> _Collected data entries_
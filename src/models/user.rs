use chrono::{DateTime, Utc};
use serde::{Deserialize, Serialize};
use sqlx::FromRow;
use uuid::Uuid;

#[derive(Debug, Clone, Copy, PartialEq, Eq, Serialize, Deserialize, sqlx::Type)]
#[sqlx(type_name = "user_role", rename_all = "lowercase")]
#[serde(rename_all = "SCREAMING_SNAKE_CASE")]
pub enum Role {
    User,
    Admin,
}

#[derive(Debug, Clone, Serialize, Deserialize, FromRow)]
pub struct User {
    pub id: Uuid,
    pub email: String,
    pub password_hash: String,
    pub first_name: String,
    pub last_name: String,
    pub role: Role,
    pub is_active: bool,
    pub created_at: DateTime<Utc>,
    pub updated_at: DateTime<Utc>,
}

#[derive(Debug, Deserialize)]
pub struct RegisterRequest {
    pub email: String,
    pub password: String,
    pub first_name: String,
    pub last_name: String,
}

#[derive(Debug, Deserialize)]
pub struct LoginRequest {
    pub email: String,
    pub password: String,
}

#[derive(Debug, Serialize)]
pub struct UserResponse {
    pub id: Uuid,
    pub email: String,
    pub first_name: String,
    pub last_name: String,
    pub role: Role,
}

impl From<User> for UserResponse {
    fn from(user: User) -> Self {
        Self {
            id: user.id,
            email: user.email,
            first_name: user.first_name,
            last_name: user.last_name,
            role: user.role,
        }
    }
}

---

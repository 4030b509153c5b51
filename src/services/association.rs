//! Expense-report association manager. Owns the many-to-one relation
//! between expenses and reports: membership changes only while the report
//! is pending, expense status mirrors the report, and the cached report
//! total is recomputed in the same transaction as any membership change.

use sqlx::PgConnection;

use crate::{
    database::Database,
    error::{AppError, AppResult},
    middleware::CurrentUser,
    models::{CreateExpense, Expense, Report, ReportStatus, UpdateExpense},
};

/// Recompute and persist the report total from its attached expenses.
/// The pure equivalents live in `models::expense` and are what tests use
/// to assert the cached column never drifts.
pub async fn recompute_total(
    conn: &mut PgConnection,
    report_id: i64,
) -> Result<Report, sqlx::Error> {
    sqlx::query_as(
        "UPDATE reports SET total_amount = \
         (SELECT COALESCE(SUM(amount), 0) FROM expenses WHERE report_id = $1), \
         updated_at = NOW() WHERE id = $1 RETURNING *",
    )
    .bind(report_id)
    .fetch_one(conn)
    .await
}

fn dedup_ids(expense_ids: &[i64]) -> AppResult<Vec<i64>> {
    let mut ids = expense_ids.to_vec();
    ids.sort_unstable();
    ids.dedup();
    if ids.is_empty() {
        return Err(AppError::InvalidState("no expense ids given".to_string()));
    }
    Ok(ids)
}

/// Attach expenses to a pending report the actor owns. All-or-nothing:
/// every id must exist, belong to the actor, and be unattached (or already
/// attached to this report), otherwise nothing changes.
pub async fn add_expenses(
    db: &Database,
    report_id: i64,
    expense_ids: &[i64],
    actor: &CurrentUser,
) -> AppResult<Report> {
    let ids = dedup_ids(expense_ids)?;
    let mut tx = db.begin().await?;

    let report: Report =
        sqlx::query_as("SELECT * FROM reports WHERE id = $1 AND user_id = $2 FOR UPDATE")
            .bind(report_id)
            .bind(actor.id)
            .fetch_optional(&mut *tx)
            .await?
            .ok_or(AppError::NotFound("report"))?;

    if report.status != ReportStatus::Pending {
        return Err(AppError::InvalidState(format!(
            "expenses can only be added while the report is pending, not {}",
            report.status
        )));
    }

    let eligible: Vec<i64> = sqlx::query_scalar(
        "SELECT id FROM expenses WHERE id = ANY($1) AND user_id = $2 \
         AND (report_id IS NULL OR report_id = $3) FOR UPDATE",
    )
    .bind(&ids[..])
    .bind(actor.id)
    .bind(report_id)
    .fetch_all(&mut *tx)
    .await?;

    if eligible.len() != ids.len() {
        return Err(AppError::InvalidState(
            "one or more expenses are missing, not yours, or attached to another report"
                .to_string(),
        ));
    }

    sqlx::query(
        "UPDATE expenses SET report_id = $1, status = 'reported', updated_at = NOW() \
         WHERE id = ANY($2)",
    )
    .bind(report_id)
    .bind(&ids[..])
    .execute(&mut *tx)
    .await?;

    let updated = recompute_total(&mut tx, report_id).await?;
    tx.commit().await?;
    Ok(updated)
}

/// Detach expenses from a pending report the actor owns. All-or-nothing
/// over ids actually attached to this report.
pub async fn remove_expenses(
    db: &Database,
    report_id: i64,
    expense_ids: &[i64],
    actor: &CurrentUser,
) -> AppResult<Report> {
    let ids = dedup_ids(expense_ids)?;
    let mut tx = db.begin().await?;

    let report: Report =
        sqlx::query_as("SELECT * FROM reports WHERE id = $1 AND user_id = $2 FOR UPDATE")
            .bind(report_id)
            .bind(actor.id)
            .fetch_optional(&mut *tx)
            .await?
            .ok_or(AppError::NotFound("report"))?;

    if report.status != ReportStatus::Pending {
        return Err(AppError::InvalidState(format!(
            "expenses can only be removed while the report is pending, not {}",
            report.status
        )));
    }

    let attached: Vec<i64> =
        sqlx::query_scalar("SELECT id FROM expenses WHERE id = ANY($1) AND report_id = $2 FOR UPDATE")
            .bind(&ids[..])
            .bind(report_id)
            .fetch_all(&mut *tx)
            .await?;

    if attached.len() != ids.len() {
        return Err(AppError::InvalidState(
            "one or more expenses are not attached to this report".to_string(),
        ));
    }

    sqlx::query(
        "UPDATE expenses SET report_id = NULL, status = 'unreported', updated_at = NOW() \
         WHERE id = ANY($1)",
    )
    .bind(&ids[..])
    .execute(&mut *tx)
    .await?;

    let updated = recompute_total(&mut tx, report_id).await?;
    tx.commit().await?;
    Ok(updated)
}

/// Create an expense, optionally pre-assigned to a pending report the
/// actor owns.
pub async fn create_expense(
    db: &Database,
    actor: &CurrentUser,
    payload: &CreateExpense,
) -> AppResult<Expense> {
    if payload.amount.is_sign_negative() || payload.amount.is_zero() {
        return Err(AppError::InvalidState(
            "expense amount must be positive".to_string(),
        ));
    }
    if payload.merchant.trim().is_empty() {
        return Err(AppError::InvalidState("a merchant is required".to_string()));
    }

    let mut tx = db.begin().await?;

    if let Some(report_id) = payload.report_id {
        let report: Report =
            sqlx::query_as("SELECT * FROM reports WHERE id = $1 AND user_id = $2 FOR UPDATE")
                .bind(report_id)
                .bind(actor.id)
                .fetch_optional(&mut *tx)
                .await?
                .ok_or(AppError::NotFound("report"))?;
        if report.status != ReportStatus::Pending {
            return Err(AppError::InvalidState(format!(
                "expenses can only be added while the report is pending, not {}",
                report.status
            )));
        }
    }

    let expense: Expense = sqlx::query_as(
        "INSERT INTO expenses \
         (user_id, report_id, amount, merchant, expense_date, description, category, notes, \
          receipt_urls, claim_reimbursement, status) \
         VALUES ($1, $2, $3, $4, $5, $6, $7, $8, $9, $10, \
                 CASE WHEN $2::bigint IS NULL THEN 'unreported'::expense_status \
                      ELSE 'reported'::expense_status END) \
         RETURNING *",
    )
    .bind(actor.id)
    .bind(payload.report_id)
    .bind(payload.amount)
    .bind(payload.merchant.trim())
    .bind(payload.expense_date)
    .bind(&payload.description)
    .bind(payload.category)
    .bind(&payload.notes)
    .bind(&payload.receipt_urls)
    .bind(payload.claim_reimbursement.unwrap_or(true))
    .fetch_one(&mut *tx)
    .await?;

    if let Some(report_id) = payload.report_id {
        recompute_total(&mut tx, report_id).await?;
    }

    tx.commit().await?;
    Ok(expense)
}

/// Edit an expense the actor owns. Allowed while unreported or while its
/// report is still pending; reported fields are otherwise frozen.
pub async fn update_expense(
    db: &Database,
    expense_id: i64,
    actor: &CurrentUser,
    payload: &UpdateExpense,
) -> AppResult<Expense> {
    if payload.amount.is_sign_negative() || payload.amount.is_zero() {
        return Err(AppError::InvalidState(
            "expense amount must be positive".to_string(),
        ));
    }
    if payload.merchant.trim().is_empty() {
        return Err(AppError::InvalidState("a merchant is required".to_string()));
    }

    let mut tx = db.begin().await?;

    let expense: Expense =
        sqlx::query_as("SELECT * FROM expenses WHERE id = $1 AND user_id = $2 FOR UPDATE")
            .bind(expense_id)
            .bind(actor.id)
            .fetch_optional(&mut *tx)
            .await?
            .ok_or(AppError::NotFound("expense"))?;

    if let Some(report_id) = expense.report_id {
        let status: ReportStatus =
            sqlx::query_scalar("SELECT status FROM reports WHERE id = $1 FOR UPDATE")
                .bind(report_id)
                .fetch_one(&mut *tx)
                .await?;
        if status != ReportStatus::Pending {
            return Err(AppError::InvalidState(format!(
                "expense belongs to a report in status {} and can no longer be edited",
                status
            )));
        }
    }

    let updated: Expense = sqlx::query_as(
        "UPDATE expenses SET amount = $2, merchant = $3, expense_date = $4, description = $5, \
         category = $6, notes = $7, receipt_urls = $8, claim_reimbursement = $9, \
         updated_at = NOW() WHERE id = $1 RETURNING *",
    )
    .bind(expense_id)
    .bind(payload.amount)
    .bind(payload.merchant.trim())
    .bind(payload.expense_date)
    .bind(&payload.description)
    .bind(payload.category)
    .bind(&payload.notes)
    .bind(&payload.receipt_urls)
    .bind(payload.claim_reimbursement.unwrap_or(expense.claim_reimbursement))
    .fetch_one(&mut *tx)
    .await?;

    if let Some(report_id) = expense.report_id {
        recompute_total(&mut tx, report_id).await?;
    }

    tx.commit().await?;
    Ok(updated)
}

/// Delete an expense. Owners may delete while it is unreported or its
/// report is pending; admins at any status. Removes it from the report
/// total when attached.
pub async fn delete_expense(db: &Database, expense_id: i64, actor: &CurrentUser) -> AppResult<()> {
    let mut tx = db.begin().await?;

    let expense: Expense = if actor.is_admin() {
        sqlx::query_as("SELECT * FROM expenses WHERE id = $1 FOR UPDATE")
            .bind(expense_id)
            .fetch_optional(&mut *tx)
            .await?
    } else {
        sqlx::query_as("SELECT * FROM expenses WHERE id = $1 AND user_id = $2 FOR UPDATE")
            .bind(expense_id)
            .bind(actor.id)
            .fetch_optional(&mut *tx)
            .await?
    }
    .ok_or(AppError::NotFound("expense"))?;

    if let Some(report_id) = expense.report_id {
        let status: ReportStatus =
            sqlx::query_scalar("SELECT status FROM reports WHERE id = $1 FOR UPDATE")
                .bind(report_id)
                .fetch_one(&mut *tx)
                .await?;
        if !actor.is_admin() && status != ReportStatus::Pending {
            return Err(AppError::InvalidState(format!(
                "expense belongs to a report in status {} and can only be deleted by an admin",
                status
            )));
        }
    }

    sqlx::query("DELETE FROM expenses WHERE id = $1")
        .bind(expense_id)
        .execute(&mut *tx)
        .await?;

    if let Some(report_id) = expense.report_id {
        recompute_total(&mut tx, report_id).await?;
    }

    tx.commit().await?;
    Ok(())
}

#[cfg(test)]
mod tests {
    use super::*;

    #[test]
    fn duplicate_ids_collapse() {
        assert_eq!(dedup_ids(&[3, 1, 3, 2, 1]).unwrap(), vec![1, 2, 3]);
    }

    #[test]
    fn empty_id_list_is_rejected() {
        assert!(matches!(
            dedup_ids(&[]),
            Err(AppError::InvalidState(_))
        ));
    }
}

> _EXERCISE OBJECTIVE_
Search the data above for the word "only" and show every line that has it.

> _SOLUTION BELOW_
//! between expenses and reports: membership changes only while the report
            "expenses can only be added while the report is pending, not {}",
            "expenses can only be removed while the report is pending, not {}",
                "expenses can only be added while the report is pending, not {}",
                "expense belongs to a report in status {} and can only be deleted by an admin",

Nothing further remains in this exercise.